[发明专利]FMDV通用型和Asia 1型二重荧光定量检测方法

权利要求书

1.一种口蹄疫病毒通用型和Asia 1型二重荧光定量检测方法，其特征在于，该方法包括以下步骤：

（1）引物设计

引物包括共用的反转录引物P0，口蹄疫病毒通用型的特异性引物对P1/P2及荧光探针Probe-P5，口蹄疫病毒Asia 1型特异性引物对P3/P4及荧光探针Probe-P6，引物序列如下所示：

引物P0：5'-cgggaaacgcatgagcagta-3'，

引物P1：5'-cggcctctcatccaacaga -3'，

引物P2：5'-attttccttcaggcgcttga -3'，

引物P3：5'-aagagcacccaaacccttga-3'，

引物P4：5'-gccccgaccagtgtgtgt-3'，

探针Probe-P5：5'-FAM-tcatttgtgaaacgcg -MGB-3' ，

探针Probe- P6：5'-NED- ctcatgcagatcccct -MGB -3'；

（2）总RNA制备

以口蹄疫Asia 1型灭活疫苗为阳性对照，正常BHK-21细胞培养物为阴性对照，与含有口蹄疫病毒的待检样品同时采用Trizol法提取总RNA；

（3）反转录

对步骤（2）中提取的总RNA进行反转录，反转录产物－20℃冻存备用；

（4）通用型和Asia 1型标准品的制备

将口蹄疫Asia 1型灭活疫苗用常规RT-PCR方法分别扩增通用型和Asia 1型，并将阳性扩增产物分别克隆入pGEM-T Easy载体中；确定测序正确的通用型和Asia 1型重组阳性质粒的浓度和纯度，－20℃保存备用； 

（5）通用型和Asia 1型二重FQ-PCR反应 

以步骤（4）所得的pGEM-T-通用型和pGEM-T-Asia 1型阳性重组质粒作为检测模板，进行二重FQ-PCR；

（6）结果判定

在“FAM/NONE”和“NED/NONE”标记模式下阴性对照的检测结果应无特定的扩增曲线，且Ct值＞35.0或无，阳性对照的Ct值应≤32.0，且出现两条特定的扩增曲线，判定检测结果成立；如阴性对照和阳性对照结果不满足以上条件，此次实验视为无效；

在检测结果成立的前提下，若样品检测结果Ct值≤32.0，而且出现两条特定的扩增曲线，判定为阳性，表明样品中存在口蹄疫Asia 1型病毒；Ct值＞35.0或无，并且无特定的扩增曲线，则判定为阴性，表明样品中无口蹄疫病毒；35.0≥Ct值＞32.0且有特定扩增曲线的样品判定为可疑，对可疑样品重新试验，结果为阳性者判定为阳性，结果为阴性者判定为阴性；对可疑样品重新试验，结果再为可疑者应重新采集该动物样品重新试验；

在检测结果成立的前提下，若在“FAM/NONE” 标记模式下样品Ct值≤32.0，而且出现特定的扩增曲线，在“NED/NONE” 标记模式下样品Ct值＞35.0或无，且无特定的扩增曲线，判定为通用阳性，表明样品中存在口蹄疫病毒，但非Asia 1型病毒。

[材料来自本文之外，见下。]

//! Shopping cart module.
//!
//! Contains line items, quantity rules, and derived totals with shipping.

mod cart;
mod pricing;

pub use cart::{Cart, LineItem};
pub use pricing::{compute_totals, CartTotals, ShippingPolicy};
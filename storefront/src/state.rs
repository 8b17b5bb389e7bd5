//! Session state shared with every view through context.

use crate::toast::Toaster;
use ecofinds_commerce::session::{Action, SessionState};
use ecofinds_core::MarketConfig;
use leptos::prelude::*;

/// Handle to the marketplace session.
///
/// Views read through `session` and change state only with
/// [`MarketState::dispatch`].
#[derive(Debug, Clone, Copy)]
pub struct MarketState {
    pub session: RwSignal<SessionState>,
    pub config: StoredValue<MarketConfig>,
    pub toaster: Toaster,
}

impl MarketState {
    pub fn new(session: SessionState, config: MarketConfig, toaster: Toaster) -> Self {
        Self {
            session: RwSignal::new(session),
            config: StoredValue::new(config),
            toaster,
        }
    }

    /// Apply `action` and toast whatever it reports.
    pub fn dispatch(&self, action: Action) {
        let toaster = self.toaster;
        self.session.update(|s| s.dispatch(action, &toaster));
    }

    /// Total units in the cart, for the header badge.
    pub fn cart_count(&self) -> u64 {
        self.session.with(|s| s.cart.item_count())
    }

    pub fn market_name(&self) -> String {
        self.config.with_value(|c| c.market.name.clone())
    }
}

/// Put `state` in context for the component tree below.
pub fn provide_market(state: MarketState) {
    provide_context(state);
}

/// The session provided by [`provide_market`].
pub fn use_market() -> MarketState {
    expect_context::<MarketState>()
}
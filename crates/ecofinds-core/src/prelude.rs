//! Prelude for convenient imports.
//!
//! ```rust,ignore
//! use ecofinds_core::prelude::*;
//! ```

pub use crate::{
    browse_href, init_logging, AppRoute, CoreError, HomeSection, LogFormat, LoggingConfig,
    MarketConfig, MarketSection, ShippingSection, NAV,
};
//! Orders recorded at checkout for the dashboard purchase history.

use crate::cart::{CartTotals, LineItem};
use crate::ids::OrderId;
use serde::{Deserialize, Serialize};

/// A simulated, already-paid order.
#[derive(Debug, Clone, PartialEq, Serialize, Deserialize)]
pub struct Order {
    pub id: OrderId,
    /// 1-based sequence number within the session.
    pub number: usize,
    pub lines: Vec<LineItem>,
    pub totals: CartTotals,
}

impl Order {
    pub fn new(number: usize, lines: Vec<LineItem>, totals: CartTotals) -> Self {
        Self {
            id: OrderId::new(format!("order-{}", number)),
            number,
            lines,
            totals,
        }
    }

    /// Sum of quantities.
    pub fn item_count(&self) -> u64 {
        self.lines.iter().map(|l| u64::from(l.quantity)).sum()
    }

    /// "Order #3".
    pub fn label(&self) -> String {
        format!("Order #{}", self.number)
    }
}
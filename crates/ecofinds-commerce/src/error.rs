//! Commerce error types.

use thiserror::Error;

/// Errors that can occur while building marketplace state.
///
/// Store operations triggered from the UI are total and never fail; these
/// errors come from parsing ids, fixtures and checked money arithmetic.
#[derive(Error, Debug)]
pub enum CommerceError {
    /// Category id not in the fixed category set.
    #[error("Unknown category: {0}")]
    UnknownCategory(String),

    /// Listing status not one of active, sold, draft.
    #[error("Unknown listing status: {0}")]
    UnknownListingStatus(String),

    /// Unknown profile field name.
    #[error("Unknown profile field: {0}")]
    UnknownProfileField(String),

    /// Invalid quantity.
    #[error("Invalid quantity: {0}")]
    InvalidQuantity(i64),

    /// Currency mismatch.
    #[error("Currency mismatch: expected {expected}, got {got}")]
    CurrencyMismatch { expected: String, got: String },

    /// Arithmetic overflow.
    #[error("Arithmetic overflow in money calculation")]
    Overflow,

    /// Embedded sample data could not be parsed.
    #[error("Fixture error in {name}: {source}")]
    Fixture {
        name: &'static str,
        #[source]
        source: serde_json::Error,
    },
}
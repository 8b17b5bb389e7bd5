//! Reusable view components.

use crate::state::use_market;
use ecofinds_commerce::prelude::*;
use ecofinds_commerce::session::Action;
use ecofinds_core::{browse_href, AppRoute};
use leptos::prelude::*;

// ============================================================================
// Product Card
// ============================================================================

/// Catalog product tile with favorite toggle and add-to-cart.
#[component]
pub fn ProductCard(product: Product) -> impl IntoView {
    let market = use_market();
    let id = product.id.clone();
    let fav_id = product.id.clone();
    let is_favorite = Memo::new(move |_| market.session.with(|s| s.is_favorite(&fav_id)));

    let toggle_id = product.id.clone();
    let on_favorite = move |_| market.dispatch(Action::ToggleFavorite(toggle_id.clone()));
    let on_add = move |_| {
        market.dispatch(Action::AddToCart {
            product_id: id.clone(),
            quantity: 1,
        })
    };

    let art = match product.image.clone() {
        Some(src) => view! { <img src=src alt=product.title.clone()/> }.into_any(),
        None => view! { <span class="placeholder-initial">{product.initial()}</span> }.into_any(),
    };

    view! {
        <div class="card product-card">
            <div class="product-art">
                {art}
                <span class="badge badge-category">{product.category.name()}</span>
                <button
                    class=move || if is_favorite.get() { "fav-button active" } else { "fav-button" }
                    aria-label="Toggle favorite"
                    on:click=on_favorite
                >
                    {move || if is_favorite.get() { "\u{2665}" } else { "\u{2661}" }}
                </button>
            </div>
            <div class="product-info">
                <h3 class="line-clamp-1">{product.title}</h3>
                <p class="muted line-clamp-2">{product.description}</p>
                <div class="product-footer">
                    <div>
                        <p class="price">{product.price.display()}</p>
                        <p class="muted small">"by " {product.seller}</p>
                    </div>
                    <button class="btn btn-sm" on:click=on_add>"Add to Cart"</button>
                </div>
            </div>
        </div>
    }
}

/// Grid of product cards.
#[component]
pub fn ProductGrid(products: Vec<Product>) -> impl IntoView {
    view! {
        <div class="products">
            {products
                .into_iter()
                .map(|p| view! { <ProductCard product=p/> })
                .collect::<Vec<_>>()}
        </div>
    }
}

// ============================================================================
// Category Filter
// ============================================================================

/// "All Items" plus one link per category. Links keep the current search text.
#[component]
pub fn CategoryFilter(
    #[prop(into)] selected: Signal<CategorySelection>,
    #[prop(into)] text: Signal<String>,
) -> impl IntoView {
    view! {
        <div class="category-filter">
            <h3>"Categories"</h3>
            <div class="category-list">
                {CategorySelection::options()
                    .map(|option| {
                        view! {
                            <a
                                href=move || text.with(|t| browse_href(option, t))
                                class=move || {
                                    if selected.get() == option {
                                        "category-button selected"
                                    } else {
                                        "category-button"
                                    }
                                }
                            >
                                {option.label()}
                            </a>
                        }
                    })
                    .collect::<Vec<_>>()}
            </div>
        </div>
    }
}

// ============================================================================
// Small Pieces
// ============================================================================

/// Big number with a caption.
#[component]
pub fn StatCard(value: Signal<usize>, label: &'static str, tone: &'static str) -> impl IntoView {
    view! {
        <div class="card stat-card">
            <h3 class=format!("stat-value {}", tone)>{move || value.get().to_string()}</h3>
            <p class="muted">{label}</p>
        </div>
    }
}

/// Centered card with a message and a link.
#[component]
pub fn EmptyState(
    title: &'static str,
    message: &'static str,
    cta: &'static str,
    route: AppRoute,
) -> impl IntoView {
    view! {
        <div class="card empty-state">
            <h2>{title}</h2>
            <p class="muted">{message}</p>
            <a href=route.path() class="btn">{cta}</a>
        </div>
    }
}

2.如权利要求1所述口蹄疫病毒通用型和Asia 1型二重荧光定量检测方法，其特征在于，步骤（5）中检测模板pGEM-T-通用型和pGEM-T-Asia 1型阳性重组质粒浓度为1.0×10⁵拷贝/μL，FQ-PCR反应体系及反应条件为：

P1/P2、P3/P4，浓度均为20μmol/L，各0.5 μL；

Probe-P5，20μmol/L、1 μL；

Probe-P6，20μmol/L、1.2 μL；

dNTPs，2.5 mmol/L、2 μL，

10×Ex Taq 缓冲液，2.5 μL，

Ex Taq酶，5U/μL，0.25 μL，

步骤（3）中反转录产物，4 μL； 

去离子水补至 25 μL；

反应条件为：94℃ 5 min后，94 ℃ 15 s，60 ℃ 30 s，40个循环。